**Exercise prompt**
How many lines of the data contain the word "entries"? Give only that number.

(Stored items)
----------

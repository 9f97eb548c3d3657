//! CSV Export functionality
//!
//! Writes the book and borrower CSV reports to any writer.

use std::io::Write;

use crate::catalog::Catalog;
use crate::error::{CatalogError, CatalogResult};

/// Write the book report, returning the number of books written
pub fn export_books_csv<W: Write>(catalog: &Catalog, writer: &mut W) -> CatalogResult<usize> {
    writer
        .write_all(catalog.book_csv().as_bytes())
        .map_err(|e| CatalogError::Export(e.to_string()))?;
    Ok(catalog.call_numbers().len())
}

/// Write the borrower report, returning the number of borrowers written
pub fn export_borrowers_csv<W: Write>(catalog: &Catalog, writer: &mut W) -> CatalogResult<usize> {
    writer
        .write_all(catalog.borrower_csv().as_bytes())
        .map_err(|e| CatalogError::Export(e.to_string()))?;
    Ok(catalog.emails().len())
}

#[cfg(test)]
mod tests {
    use super::*;

    #[test]
    fn test_export_books_csv() {
        let mut catalog = Catalog::new();
        catalog.add_book("Title2", "Author2", "CallNumber2");
        catalog.add_book("Title1", "Author1", "CallNumber1");
        catalog.add_book_copy("CallNumber1");

        let mut output = Vec::new();
        let count = export_books_csv(&catalog, &mut output).unwrap();

        assert_eq!(count, 2);
        assert_eq!(
            String::from_utf8(output).unwrap(),
            "\"Title1\",\"Author1\",\"CallNumber1\",1\n\"Title2\",\"Author2\",\"CallNumber2\",0\n"
        );
    }

    #[test]
    fn test_export_borrowers_csv() {
        let mut catalog = Catalog::new();
        catalog.add_borrower("Ada", "Lovelace", "ada@example.com", "555-0100");

        let mut output = Vec::new();
        assert_eq!(export_borrowers_csv(&catalog, &mut output).unwrap(), 1);
        assert_eq!(
            String::from_utf8(output).unwrap(),
            "\"Ada\",\"Lovelace\",\"ada@example.com\",\"555-0100\"\n"
        );
    }
}
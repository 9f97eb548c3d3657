//! Book CLI commands

use clap::Subcommand;

use crate::config::Settings;
use crate::display::{format_book_details, format_book_list};
use crate::error::{CatalogError, CatalogResult};
use crate::services::CatalogService;
use crate::storage::Storage;

/// Book subcommands
#[derive(Subcommand, Debug)]
pub enum BookCommands {
    /// Add a new book
    Add {
        /// Book title
        title: String,
        /// Book author
        author: String,
        /// Call number (must be unique)
        call_number: String,
        /// Number of copies to add right away
        #[arg(short, long, default_value = "0")]
        copies: u32,
    },
    /// Add a copy of an existing book
    #[command(alias = "add-copy")]
    Copy {
        /// Call number of the book
        call_number: String,
    },
    /// List all books
    #[command(alias = "ls")]
    List {
        /// Print the CSV report instead of a table
        #[arg(long)]
        csv: bool,
    },
    /// Show a book and the state of each copy
    Show {
        /// Call number of the book
        call_number: String,
        /// Show a single copy in report format
        #[arg(short = 'n', long)]
        copy: Option<u32>,
    },
}

/// Handle a book command
pub fn handle_book_command(
    storage: &mut Storage,
    settings: &Settings,
    cmd: BookCommands,
) -> CatalogResult<()> {
    match cmd {
        BookCommands::Add {
            title,
            author,
            call_number,
            copies,
        } => {
            let book = CatalogService::new(storage).add_book(&title, &author, &call_number, copies)?;
            println!("Added book: {}", book);
            if copies > 0 {
                println!("  Copies: {}", book.copy_count());
            }
        }

        BookCommands::Copy { call_number } => {
            let number = CatalogService::new(storage).add_copy(&call_number)?;
            println!("Added copy #{} of '{}'", number, call_number);
        }

        BookCommands::List { csv } => {
            let catalog = storage.catalog();
            if csv {
                print!("{}", catalog.book_csv());
            } else {
                println!("{}", format_book_list(catalog.books()));
            }
        }

        BookCommands::Show { call_number, copy } => {
            let catalog = storage.catalog();
            match copy {
                Some(number) => {
                    let info = catalog
                        .copy_info(&call_number, number)
                        .ok_or_else(|| CatalogError::copy_not_found(&call_number, number))?;
                    println!("{}", info);
                }
                None => {
                    let book = catalog
                        .book(&call_number)
                        .ok_or_else(|| CatalogError::book_not_found(&call_number))?;
                    print!("{}", format_book_details(book, &settings.date_format));
                }
            }
        }
    }

    Ok(())
}
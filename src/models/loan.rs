//! Loan model
//!
//! A loan ties a copy to a borrower (by email) until the copy is returned.

use chrono::{Duration, NaiveDate};
use serde::{Deserialize, Serialize};

/// An active loan on a copy
#[derive(Debug, Clone, PartialEq, Eq, Serialize, Deserialize)]
pub struct Loan {
    /// Email of the borrower holding the copy
    pub borrower_email: String,

    /// Date the copy is due back
    pub due_date: NaiveDate,

    /// Whether the single renewal has been used
    #[serde(default)]
    pub renewed: bool,
}

impl Loan {
    /// Create a fresh, unrenewed loan
    pub fn new(borrower_email: impl Into<String>, due_date: NaiveDate) -> Self {
        Self {
            borrower_email: borrower_email.into(),
            due_date,
            renewed: false,
        }
    }

    /// Whether the loan may still be renewed
    pub fn can_renew(&self) -> bool {
        !self.renewed
    }

    /// Extend the due date and mark the loan renewed
    ///
    /// Returns false without changes if the loan was already renewed or the
    /// new due date would fall outside the supported calendar.
    pub fn renew(&mut self, extension: Duration) -> bool {
        if !self.can_renew() {
            return false;
        }
        match self.due_date.checked_add_signed(extension) {
            Some(due_date) => {
                self.due_date = due_date;
                self.renewed = true;
                true
            }
            None => false,
        }
    }

    /// Whether the loan is past due on the given day
    pub fn is_overdue(&self, today: NaiveDate) -> bool {
        self.due_date < today
    }
}
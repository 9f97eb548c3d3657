//! Custom error types for the library catalog
//!
//! This module defines the error hierarchy for the application using thiserror
//! for ergonomic error definitions.

use thiserror::Error;

/// The main error type for catalog operations
#[derive(Error, Debug)]
pub enum CatalogError {
    /// Configuration-related errors
    #[error("Configuration error: {0}")]
    Config(String),

    /// File I/O errors
    #[error("I/O error: {0}")]
    Io(String),

    /// JSON serialization/deserialization errors
    #[error("JSON error: {0}")]
    Json(String),

    /// Validation errors for data models
    #[error("Validation error: {0}")]
    Validation(String),

    /// Entity not found errors
    #[error("{entity_type} not found: {identifier}")]
    NotFound {
        entity_type: &'static str,
        identifier: String,
    },

    /// Duplicate entity errors
    #[error("{entity_type} already exists: {identifier}")]
    Duplicate {
        entity_type: &'static str,
        identifier: String,
    },

    /// The copy already has an active loan
    #[error("Copy {copy_number} of '{call_number}' is already checked out")]
    AlreadyOnLoan {
        call_number: String,
        copy_number: u32,
    },

    /// The copy has no active loan
    #[error("Copy {copy_number} of '{call_number}' is not checked out")]
    NotOnLoan {
        call_number: String,
        copy_number: u32,
    },

    /// The loan has used its single renewal
    #[error("Loan on copy {copy_number} of '{call_number}' has already been renewed")]
    AlreadyRenewed {
        call_number: String,
        copy_number: u32,
    },

    /// Import errors
    #[error("Import error: {0}")]
    Import(String),

    /// Export errors
    #[error("Export error: {0}")]
    Export(String),

    /// Storage errors
    #[error("Storage error: {0}")]
    Storage(String),
}

impl CatalogError {
    /// Create a "not found" error for books
    pub fn book_not_found(identifier: impl Into<String>) -> Self {
        Self::NotFound {
            entity_type: "Book",
            identifier: identifier.into(),
        }
    }

    /// Create a "not found" error for copies
    pub fn copy_not_found(call_number: &str, copy_number: u32) -> Self {
        Self::NotFound {
            entity_type: "Copy",
            identifier: format!("{} #{}", call_number, copy_number),
        }
    }

    /// Create a "not found" error for borrowers
    pub fn borrower_not_found(identifier: impl Into<String>) -> Self {
        Self::NotFound {
            entity_type: "Borrower",
            identifier: identifier.into(),
        }
    }

    /// Check if this is a "not found" error
    pub fn is_not_found(&self) -> bool {
        matches!(self, Self::NotFound { .. })
    }

    /// Check if this is a duplicate error
    pub fn is_duplicate(&self) -> bool {
        matches!(self, Self::Duplicate { .. })
    }

    /// Check if this is a validation error
    pub fn is_validation(&self) -> bool {
        matches!(self, Self::Validation(_))
    }
}

// Implement From traits for common error types

impl From<std::io::Error> for CatalogError {
    fn from(err: std::io::Error) -> Self {
        Self::Io(err.to_string())
    }
}

impl From<serde_json::Error> for CatalogError {
    fn from(err: serde_json::Error) -> Self {
        Self::Json(err.to_string())
    }
}

/// Result type alias for catalog operations
pub type CatalogResult<T> = Result<T, CatalogError>;

#[cfg(test)]
mod tests {
    use super::*;

    #[test]
    fn test_error_display() {
        let err = CatalogError::Config("test error".into());
        assert_eq!(err.to_string(), "Configuration error: test error");
    }

    #[test]
    fn test_not_found_error() {
        let err = CatalogError::book_not_found("QA76.73");
        assert_eq!(err.to_string(), "Book not found: QA76.73");
        assert!(err.is_not_found());
        assert!(!err.is_duplicate());
    }

    #[test]
    fn test_copy_not_found_error() {
        let err = CatalogError::copy_not_found("QA76.73", 3);
        assert_eq!(err.to_string(), "Copy not found: QA76.73 #3");
    }

    #[test]
    fn test_loan_state_errors() {
        let err = CatalogError::AlreadyRenewed {
            call_number: "QA76.73".into(),
            copy_number: 2,
        };
        assert_eq!(
            err.to_string(),
            "Loan on copy 2 of 'QA76.73' has already been renewed"
        );
    }

    #[test]
    fn test_from_io_error() {
        let io_err = std::io::Error::new(std::io::ErrorKind::NotFound, "file not found");
        let catalog_err: CatalogError = io_err.into();
        assert!(matches!(catalog_err, CatalogError::Io(_)));
    }
}
use std::path::PathBuf;

use anyhow::Result;
use clap::{Parser, Subcommand};

use library_catalog::cli::{
    handle_audit_command, handle_book_command, handle_borrower_command, handle_config_command,
    handle_export_command, handle_import_command, handle_loan_command, handle_stats_command,
    BookCommands, BorrowerCommands, ConfigArgs, ExportCommands, ImportCommands, LoanCommands,
};
use library_catalog::config::{CatalogPaths, Settings};
use library_catalog::storage::Storage;

#[derive(Parser)]
#[command(
    name = "library",
    author = "Kaylee Beyene",
    version,
    about = "Command-line catalog for a small lending library",
    long_about = "Keeps track of books, the numbered copies of each book, and \
                  the borrowers who have them checked out. Loans run for a fixed \
                  period and may be renewed once."
)]
struct Cli {
    /// Catalog file to use instead of the default one
    #[arg(long, global = true, env = "LIBRARY_CATALOG_DB")]
    db: Option<PathBuf>,

    #[command(subcommand)]
    command: Option<Commands>,
}

#[derive(Subcommand)]
enum Commands {
    /// Book and copy management commands
    #[command(subcommand)]
    Book(BookCommands),

    /// Borrower management commands
    #[command(subcommand)]
    Borrower(BorrowerCommands),

    /// Checkout, return, and renewal commands
    #[command(subcommand)]
    Loan(LoanCommands),

    /// Export the catalog
    #[command(subcommand)]
    Export(ExportCommands),

    /// Import books, borrowers, or a full snapshot
    #[command(subcommand)]
    Import(ImportCommands),

    /// Show recent audit log entries
    Audit {
        /// Number of entries to show
        #[arg(short, long, default_value = "20")]
        limit: usize,

        /// Only entries for this call number or borrower email
        #[arg(short, long)]
        key: Option<String>,
    },

    /// Show current configuration and paths, optionally changing settings
    Config(ConfigArgs),

    /// Show catalog totals
    Stats,
}

fn main() -> Result<()> {
    let cli = Cli::parse();

    let paths = CatalogPaths::new()?;
    let settings = Settings::load_or_create(&paths)?;
    let mut storage = Storage::open(&paths, &settings, cli.db)?;

    match cli.command {
        Some(Commands::Book(cmd)) => handle_book_command(&mut storage, &settings, cmd)?,
        Some(Commands::Borrower(cmd)) => handle_borrower_command(&mut storage, cmd)?,
        Some(Commands::Loan(cmd)) => handle_loan_command(&mut storage, &settings, cmd)?,
        Some(Commands::Export(cmd)) => handle_export_command(&storage, cmd)?,
        Some(Commands::Import(cmd)) => handle_import_command(&mut storage, cmd)?,
        Some(Commands::Audit { limit, key }) => {
            handle_audit_command(&storage, limit, key.as_deref())?
        }
        Some(Commands::Config(args)) => handle_config_command(&paths, &storage, &settings, args)?,
        Some(Commands::Stats) => handle_stats_command(&storage)?,
        None => {
            println!("library - lending library catalog");
            println!();
            println!("Run 'library --help' for usage information.");
        }
    }

    Ok(())
}
//! Configuration module for the library catalog
//!
//! This module provides configuration management including:
//! - XDG-compliant path resolution
//! - User settings persistence (loan periods, audit logging)

pub mod paths;
pub mod settings;

pub use paths::CatalogPaths;
pub use settings::Settings;
//! CLI commands for data export
//!
//! Writes the CSV reports or a full catalog snapshot to a file.

use std::fs::File;
use std::io::{BufWriter, Write};
use std::path::{Path, PathBuf};

use clap::{Subcommand, ValueEnum};

use crate::error::{CatalogError, CatalogResult};
use crate::export::{export_books_csv, export_borrowers_csv, export_full_json, export_full_yaml};
use crate::storage::Storage;

/// Snapshot format options
#[derive(Debug, Clone, Copy, ValueEnum)]
pub enum SnapshotFormat {
    /// JSON (machine-readable)
    Json,
    /// YAML (human-readable)
    Yaml,
}

/// Export subcommands
#[derive(Subcommand, Debug)]
pub enum ExportCommands {
    /// Export the book report as CSV
    Books {
        /// Output file path
        output: PathBuf,
    },

    /// Export the borrower report as CSV
    Borrowers {
        /// Output file path
        output: PathBuf,
    },

    /// Export the whole catalog, loans included
    All {
        /// Output file path
        output: PathBuf,

        /// Snapshot format
        #[arg(short, long, value_enum, default_value = "json")]
        format: SnapshotFormat,

        /// Pretty-print JSON output
        #[arg(long)]
        pretty: bool,
    },
}

/// Handle export commands
pub fn handle_export_command(storage: &Storage, cmd: ExportCommands) -> CatalogResult<()> {
    let catalog = storage.catalog();

    match cmd {
        ExportCommands::Books { output } => {
            let count = write_to(&output, |w| export_books_csv(catalog, w))?;
            println!("Exported {} books to: {}", count, output.display());
        }
        ExportCommands::Borrowers { output } => {
            let count = write_to(&output, |w| export_borrowers_csv(catalog, w))?;
            println!("Exported {} borrowers to: {}", count, output.display());
        }
        ExportCommands::All {
            output,
            format,
            pretty,
        } => {
            write_to(&output, |w| match format {
                SnapshotFormat::Json => export_full_json(catalog, w, pretty),
                SnapshotFormat::Yaml => export_full_yaml(catalog, w),
            })?;
            println!("Full catalog exported to: {}", output.display());
        }
    }

    Ok(())
}

/// Create `output`, run `export` against it, and flush
fn write_to<T>(
    output: &Path,
    export: impl FnOnce(&mut BufWriter<File>) -> CatalogResult<T>,
) -> CatalogResult<T> {
    let file = File::create(output).map_err(|e| {
        CatalogError::Export(format!("Failed to create file {}: {}", output.display(), e))
    })?;
    let mut writer = BufWriter::new(file);
    let result = export(&mut writer)?;
    writer
        .flush()
        .map_err(|e| CatalogError::Export(format!("Failed to write {}: {}", output.display(), e)))?;
    Ok(result)
}

#[cfg(test)]
mod tests {
    use super::*;
    use crate::catalog::LoanPolicy;
    use std::fs;
    use tempfile::TempDir;

    fn create_test_storage(dir: &TempDir) -> Storage {
        let mut storage = Storage::new(dir.path().join("catalog.json"), LoanPolicy::default());
        let catalog = storage.catalog_mut();
        catalog.add_book("Dune", "Frank Herbert", "PS3558.E63");
        catalog.add_book_copy("PS3558.E63");
        catalog.add_borrower("Ada", "Lovelace", "ada@example.com", "555-0100");
        storage
    }

    #[test]
    fn test_export_books_writes_report() {
        let temp_dir = TempDir::new().unwrap();
        let storage = create_test_storage(&temp_dir);
        let output = temp_dir.path().join("books.csv");

        handle_export_command(
            &storage,
            ExportCommands::Books {
                output: output.clone(),
            },
        )
        .unwrap();

        assert_eq!(
            fs::read_to_string(&output).unwrap(),
            "\"Dune\",\"Frank Herbert\",\"PS3558.E63\",1\n"
        );
    }

    #[test]
    fn test_export_all_yaml() {
        let temp_dir = TempDir::new().unwrap();
        let storage = create_test_storage(&temp_dir);
        let output = temp_dir.path().join("catalog.yaml");

        handle_export_command(
            &storage,
            ExportCommands::All {
                output: output.clone(),
                format: SnapshotFormat::Yaml,
                pretty: false,
            },
        )
        .unwrap();

        let content = fs::read_to_string(&output).unwrap();
        assert!(content.contains("PS3558.E63"));
        assert!(content.contains("ada@example.com"));
    }

    #[test]
    fn test_export_to_missing_directory_fails() {
        let temp_dir = TempDir::new().unwrap();
        let storage = create_test_storage(&temp_dir);
        let output = temp_dir.path().join("missing").join("books.csv");

        let result = handle_export_command(&storage, ExportCommands::Books { output });
        assert!(matches!(result, Err(CatalogError::Export(_))));
    }
}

----------

**Reply**
3